Stored data entries

Content starts

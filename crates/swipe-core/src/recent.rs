use std::collections::{HashSet, VecDeque};

use crate::constants::RECENTLY_SERVED_CAPACITY;

/// Bounded FIFO of the character names served most recently.
///
/// Used to avoid immediate repetition across requests. It is a quality
/// signal only, so selection may relax it when nothing else is left.
#[derive(Debug, Clone)]
pub struct RecentlyServedRing {
    names: VecDeque<String>,
    capacity: usize,
}

impl Default for RecentlyServedRing {
    fn default() -> Self {
        Self::new(RECENTLY_SERVED_CAPACITY)
    }
}

impl RecentlyServedRing {
    pub fn new(capacity: usize) -> Self {
        Self {
            names: VecDeque::with_capacity(capacity),
            capacity,
        }
    }

    /// Record `name` as the newest entry, evicting the oldest on overflow.
    /// A name already in the ring moves to the newest position.
    pub fn push(&mut self, name: &str) {
        if self.capacity == 0 {
            return;
        }
        if let Some(pos) = self.names.iter().position(|n| n == name) {
            self.names.remove(pos);
        }
        while self.names.len() >= self.capacity {
            self.names.pop_front();
        }
        self.names.push_back(name.to_string());
    }

    pub fn contains(&self, name: &str) -> bool {
        self.names.iter().any(|n| n == name)
    }

    pub fn len(&self) -> usize {
        self.names.len()
    }

    pub fn is_empty(&self) -> bool {
        self.names.is_empty()
    }

    pub fn capacity(&self) -> usize {
        self.capacity
    }

    /// Oldest first.
    pub fn iter(&self) -> impl Iterator<Item = &str> {
        self.names.iter().map(String::as_str)
    }

    /// Owned copy of the current contents, for use as a per-request exclusion set.
    pub fn snapshot(&self) -> HashSet<String> {
        self.names.iter().cloned().collect()
    }
}
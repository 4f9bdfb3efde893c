//! Media lookup transport: the [`MediaLookup`] seam and its HTTP client.

use std::fmt;

use futures_util::FutureExt;
use futures_util::future::BoxFuture;
use swipe_core::{MediaPost, MediaQuery};

use crate::config::MediaConfig;

#[derive(Debug)]
pub enum MediaError {
    /// Connect failure, timeout, or an interrupted body.
    Transport(reqwest::Error),
    Status(u16),
    MalformedBody(String),
}

impl fmt::Display for MediaError {
    fn fmt(&self, f: &mut fmt::Formatter<'_>) -> fmt::Result {
        match self {
            MediaError::Transport(e) if e.is_timeout() => write!(f, "media lookup timed out: {e}"),
            MediaError::Transport(e) => write!(f, "media lookup failed: {e}"),
            MediaError::Status(code) => write!(f, "media lookup returned HTTP {code}"),
            MediaError::MalformedBody(msg) => write!(f, "malformed media response: {msg}"),
        }
    }
}

impl std::error::Error for MediaError {
    fn source(&self) -> Option<&(dyn std::error::Error + 'static)> {
        match self {
            MediaError::Transport(e) => Some(e),
            _ => None,
        }
    }
}

impl From<reqwest::Error> for MediaError {
    fn from(e: reqwest::Error) -> Self {
        MediaError::Transport(e)
    }
}

/// Anything that can turn a tag query into scored posts.
pub trait MediaLookup: Send + Sync {
    fn search<'a>(&'a self, query: &'a MediaQuery) -> BoxFuture<'a, Result<Vec<MediaPost>, MediaError>>;
}

/// Client for a booru-style `index.php?page=dapi&s=post&q=index&json=1` endpoint.
pub struct HttpMediaLookup {
    client: reqwest::Client,
    base_url: String,
    limit: usize,
}

impl HttpMediaLookup {
    pub fn new(config: &MediaConfig) -> Result<Self, MediaError> {
        let client = reqwest::Client::builder()
            .timeout(config.timeout())
            .user_agent(concat!("swipe/", env!("CARGO_PKG_VERSION")))
            .build()?;
        Ok(Self {
            client,
            base_url: config.base_url.clone(),
            limit: config.result_limit,
        })
    }

    async fn fetch(&self, query: &MediaQuery) -> Result<Vec<MediaPost>, MediaError> {
        let tags = query.tags_param();
        let limit = self.limit.to_string();
        tracing::debug!(tags = %tags, "fetching media");

        let response = self
            .client
            .get(&self.base_url)
            .query(&[
                ("page", "dapi"),
                ("s", "post"),
                ("q", "index"),
                ("json", "1"),
                ("limit", limit.as_str()),
                ("tags", tags.as_str()),
            ])
            .send()
            .await?;

        let status = response.status();
        if !status.is_success() {
            return Err(MediaError::Status(status.as_u16()));
        }
        let body = response.text().await?;
        parse_posts(&body)
    }
}

impl MediaLookup for HttpMediaLookup {
    fn search<'a>(&'a self, query: &'a MediaQuery) -> BoxFuture<'a, Result<Vec<MediaPost>, MediaError>> {
        self.fetch(query).boxed()
    }
}

/// The service answers "no results" with an empty body rather than `[]`.
fn parse_posts(body: &str) -> Result<Vec<MediaPost>, MediaError> {
    let body = body.trim();
    if body.is_empty() {
        return Ok(Vec::new());
    }
    serde_json::from_str(body).map_err(|e| MediaError::MalformedBody(e.to_string()))
}
//! The selection service shared by every request handler.
//!
//! One [`Engine`] owns the process-wide state (catalog snapshot, recently
//! served ring, RNG) and the injected collaborators (clock, catalog source,
//! preference store, media lookup). Synchronous locks are only taken for
//! short, non-async sections; the preference store sits behind an async
//! mutex because its callers await it.

use std::fmt;
use std::sync::{Arc, Mutex, MutexGuard, PoisonError, RwLock};

use futures_util::future::join_all;
use rand::SeedableRng;
use rand::rngs::SmallRng;
use swipe_core::{
    AffinityMap, CatalogCache, CharacterEntity, Clock, Exclusions, InteractionMetrics,
    InteractionType, Media, MediaQuery, MediaTypePreference, RecentlyServedRing, Selection,
    SelectionPolicy, TagPreference, choose_media, demote_disliked, seeded_shuffle,
};
use swipe_store::{CatalogSource, PreferenceStore, StoreError};

use crate::config::Config;
use crate::media::MediaLookup;

#[derive(Debug)]
pub enum EngineError {
    /// No catalog load has ever succeeded.
    CatalogUnavailable,
    /// Every candidate is excluded or blacklisted.
    NoCandidates,
    /// Media lookups failed for every character tried.
    MediaExhausted { attempts: usize },
    Invalid(String),
    Store(StoreError),
}

impl fmt::Display for EngineError {
    fn fmt(&self, f: &mut fmt::Formatter<'_>) -> fmt::Result {
        match self {
            EngineError::CatalogUnavailable => {
                f.write_str("Character cache is not available. Please try again shortly.")
            }
            EngineError::NoCandidates => {
                f.write_str("No characters available based on current exclusions.")
            }
            EngineError::MediaExhausted { attempts } => write!(
                f,
                "Failed to fetch media for selected character after {attempts} attempts."
            ),
            EngineError::Invalid(msg) => f.write_str(msg),
            EngineError::Store(e) => write!(f, "preference store error: {e}"),
        }
    }
}

impl std::error::Error for EngineError {}

impl From<StoreError> for EngineError {
    fn from(e: StoreError) -> Self {
        match e {
            StoreError::InvalidData(msg) => EngineError::Invalid(msg),
            other => EngineError::Store(other),
        }
    }
}

/// Knobs taken from [`Config`] at construction.
#[derive(Debug, Clone)]
pub struct EngineSettings {
    pub cache_ttl_ms: u64,
    pub recently_served_capacity: usize,
    pub max_media_attempts: usize,
    pub media_top_n: Option<usize>,
}

impl From<&Config> for EngineSettings {
    fn from(config: &Config) -> Self {
        Self {
            cache_ttl_ms: config.cache_ttl_ms(),
            recently_served_capacity: config.recently_served_capacity,
            max_media_attempts: config.max_media_attempts.max(1),
            media_top_n: config.media.top_n,
        }
    }
}

impl Default for EngineSettings {
    fn default() -> Self {
        Self::from(&Config::default())
    }
}

/// Per-request filters and preferences shared by every selection endpoint.
#[derive(Debug, Clone, Default)]
pub struct SelectionRequest {
    pub user_id: Option<String>,
    pub excluded: Vec<String>,
    pub blacklisted: Vec<String>,
    pub media_type: MediaTypePreference,
}

impl SelectionRequest {
    fn exclusions(&self) -> Exclusions {
        Exclusions::new()
            .with_excluded(self.excluded.iter().cloned())
            .with_blacklisted(self.blacklisted.iter().cloned())
    }
}

/// A character plus the media resolved for it, if any.
#[derive(Debug, Clone, PartialEq)]
pub struct Served {
    pub entity: CharacterEntity,
    pub media: Option<Media>,
}

#[derive(Debug, Clone, PartialEq)]
pub struct ListPage {
    pub items: Vec<Served>,
    pub current_page: usize,
    pub total_pages: usize,
    pub total_in_system: usize,
}

#[derive(Debug, Clone, PartialEq)]
pub struct HealthReport {
    pub catalog_size: usize,
    pub catalog_loaded: bool,
}

pub struct Engine {
    catalog: RwLock<CatalogCache>,
    recent: Mutex<RecentlyServedRing>,
    rng: Mutex<SmallRng>,
    prefs: tokio::sync::Mutex<PreferenceStore>,
    source: Arc<dyn CatalogSource>,
    media: Arc<dyn MediaLookup>,
    clock: Arc<dyn Clock>,
    policy: SelectionPolicy,
    settings: EngineSettings,
}

fn lock<T>(m: &Mutex<T>) -> MutexGuard<'_, T> {
    m.lock().unwrap_or_else(PoisonError::into_inner)
}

Content ends

Exercise aim:
Return all lines in the entries above that carry the word "CatalogUnavailable".

Response to the task:
    CatalogUnavailable,
            EngineError::CatalogUnavailable => {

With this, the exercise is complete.